The mind boggles. Macron did not even, for the sake of public relations, visit the mother of the child who was killed in cold blood — but the day after the shooting he was filmed dancing at an Elton John concert, while Paris was burning. Meanwhile, the Algerian government broke a precedent around this type of event and sent a stiff reminder to the French government that it expected France to protect those of Algerian lineage on French soil.
The backdrop of Nahel’s death is, indeed, a souring of French diplomatic relations with the Algerian government, which just before Nahel’s death reinstated a very militant stanza of its national anthem played only at meetings of the National Liberation Front (the armed national liberation movement that wrested national independence from the French). The added stanza, written by the poet Moufdi Zakaria in 1955, during the struggle for independence, says:
Now comes the day
when you will have to render accounts. Get ready. Here is our reply: Our verdict
will be given by our revolution, for we have decided Algeria will live.
By restoring the National Anthem, President [Abdelmadjid] Tebboune of Algeria is said to have wanted to criticize Macron’s double-faced post-colonial relationship to his nation and the French government’s favoring the claim of formerly French Morocco to the Western Sahara enclave claimed by the Polisario Liberation Front.
Macron badly needs Algeria’s gas to reduce his dependence on Russian gas in the context of the Ukraine war. But at the same time, in order to pacify pressure from the extreme right, he has also been trying to jeopardize the 1968 Franco-Algerian agreement, which facilitates Algerian immigration into France. In fact, Macron’s policy of oscillation, of wanting to have his cake and eat it too, has been his trademark throughout his uneasy and unfeeling navigation of the week since Nahel was killed.
His chosen Minister of the Interior, Gérald Darmanin, is the perfect executor of Macron’s Munich-type attitude. Very ambitious, Darminin has been known to switch parties and let political protectors down if he could find more profitable platforms, because he has his own presidential dream. He publicly proclaims that his mother is still a “cleaning lady,” and his Algerian grandfather was in the French army. Colonial ambiguity would appear to be in his DNA.
Meanwhile, just like the youth in Atlanta City Council asking the Council members on June 6 of this year, “Do you even hear us or are you sleeping?,”the immigrant racialized youth of France’s disinherited suburbs explain that they have no interlocutor, are not heard, so they could only act out their anger.

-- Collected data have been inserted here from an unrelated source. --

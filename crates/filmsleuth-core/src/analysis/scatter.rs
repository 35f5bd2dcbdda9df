/// Popularity vs. rating scatter series.
///
/// Marker size is scaled linearly from vote count into
/// [`MIN_MARKER_SIZE`, `MAX_MARKER_SIZE`].
use crate::model::CleanedRecord;

pub const MIN_MARKER_SIZE: f32 = 5.0;
pub const MAX_MARKER_SIZE: f32 = 40.0;

#[derive(Debug, Clone, Copy, PartialEq)]
pub struct ScatterPoint {
    /// Position of the record within the subset.
    pub index: usize,
    pub popularity: f64,
    pub rating: f64,
    pub year: i32,
    pub marker_size: f32,
}

/// One point per record of `subset`.
///
/// When every vote count is equal there is nothing to scale against and all
/// markers get the minimum size.
pub fn popularity_vs_rating(subset: &[&CleanedRecord]) -> Vec<ScatterPoint> {
    let (lo, hi) = subset
        .iter()
        .map(|r| r.vote_count)
        .fold((u64::MAX, 0u64), |(lo, hi), v| (lo.min(v), hi.max(v)));

    subset
        .iter()
        .enumerate()
        .map(|(index, r)| {
            let marker_size = if hi > lo {
                let t = (r.vote_count - lo) as f64 / (hi - lo) as f64;
                MIN_MARKER_SIZE + (MAX_MARKER_SIZE - MIN_MARKER_SIZE) * t as f32
            } else {
                MIN_MARKER_SIZE
            };
            ScatterPoint {
                index,
                popularity: r.popularity,
                rating: r.rating,
                year: r.year,
                marker_size,
            }
        })
        .collect()
}
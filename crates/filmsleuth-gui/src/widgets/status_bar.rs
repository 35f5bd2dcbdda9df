/// Bottom status bar: dataset source, load/clean counts, export outcome.
use crate::state::DashboardState;
use crate::theme::FilmSleuthTheme;
use egui::Ui;
use filmsleuth_core::model::format::format_count;

/// Draw the status bar at the bottom of the window.
pub fn status_bar(ui: &mut Ui, state: &DashboardState, theme: &FilmSleuthTheme) {
    let cleaning = &state.report.cleaning;
    let color_weak = theme.text_muted;
    let color_normal = theme.text_primary;

    ui.horizontal(|ui| {
        let source = state
            .source
            .file_name()
            .map(|n| n.to_string_lossy().into_owned())
            .unwrap_or_else(|| state.report.source.clone());
        ui.label(egui::RichText::new(source).size(12.0).color(color_normal))
            .on_hover_text(state.report.source.as_str());

        ui.separator();

        ui.label(
            egui::RichText::new(format!(
                "{} rows loaded",
                format_count(cleaning.input_rows as u64)
            ))
            .size(12.0)
            .color(color_normal),
        );

        ui.separator();

        let dropped = egui::RichText::new(format!(
            "{} dropped",
            format_count(cleaning.dropped as u64)
        ))
        .size(12.0);
        let dropped = if cleaning.dropped > 0 {
            dropped.color(theme.warning)
        } else {
            dropped.color(color_weak)
        };
        ui.label(dropped).on_hover_text(format!(
            "Missing title: {}\nMissing rating: {}\nInvalid rating: {}\nInvalid date: {}\nUnreadable: {}",
            cleaning.missing_title,
            cleaning.missing_rating,
            cleaning.invalid_rating,
            cleaning.invalid_date,
            cleaning.unreadable
        ));

        ui.separator();

        ui.label(
            egui::RichText::new(format!(
                "{} of {} shown",
                format_count(state.view().indices.len() as u64),
                format_count(state.records.len() as u64)
            ))
            .size(12.0)
            .color(color_normal),
        );

        if let Some(status) = &state.export_status {
            ui.with_layout(egui::Layout::right_to_left(egui::Align::Center), |ui| {
                let (text, color) = match status {
                    Ok(msg) => (msg.as_str(), theme.success),
                    Err(msg) => (msg.as_str(), theme.warning),
                };
                ui.label(egui::RichText::new(text).size(11.0).color(color));
            });
        }
    });
}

Darmanin announced that the median age of those arrested was 17 years old. No wonder. Nahel was 17 and his death struck the strong collective chord of intergenerational trauma and invisibility since the end of the Algerian war. As I sign off, we hear that children of 12 to 13 have been arrested, and we cannot help thinking of Victor Hugo’s “Les Misérables,” where the child revolutionary Gavroche is killed on the barricades in 1832 Paris. But then, “Les Misérables” and the heroism of 12-year-old Gavroche are taught in French schools — those very schools to which France’s colonial immigrants don’t have access.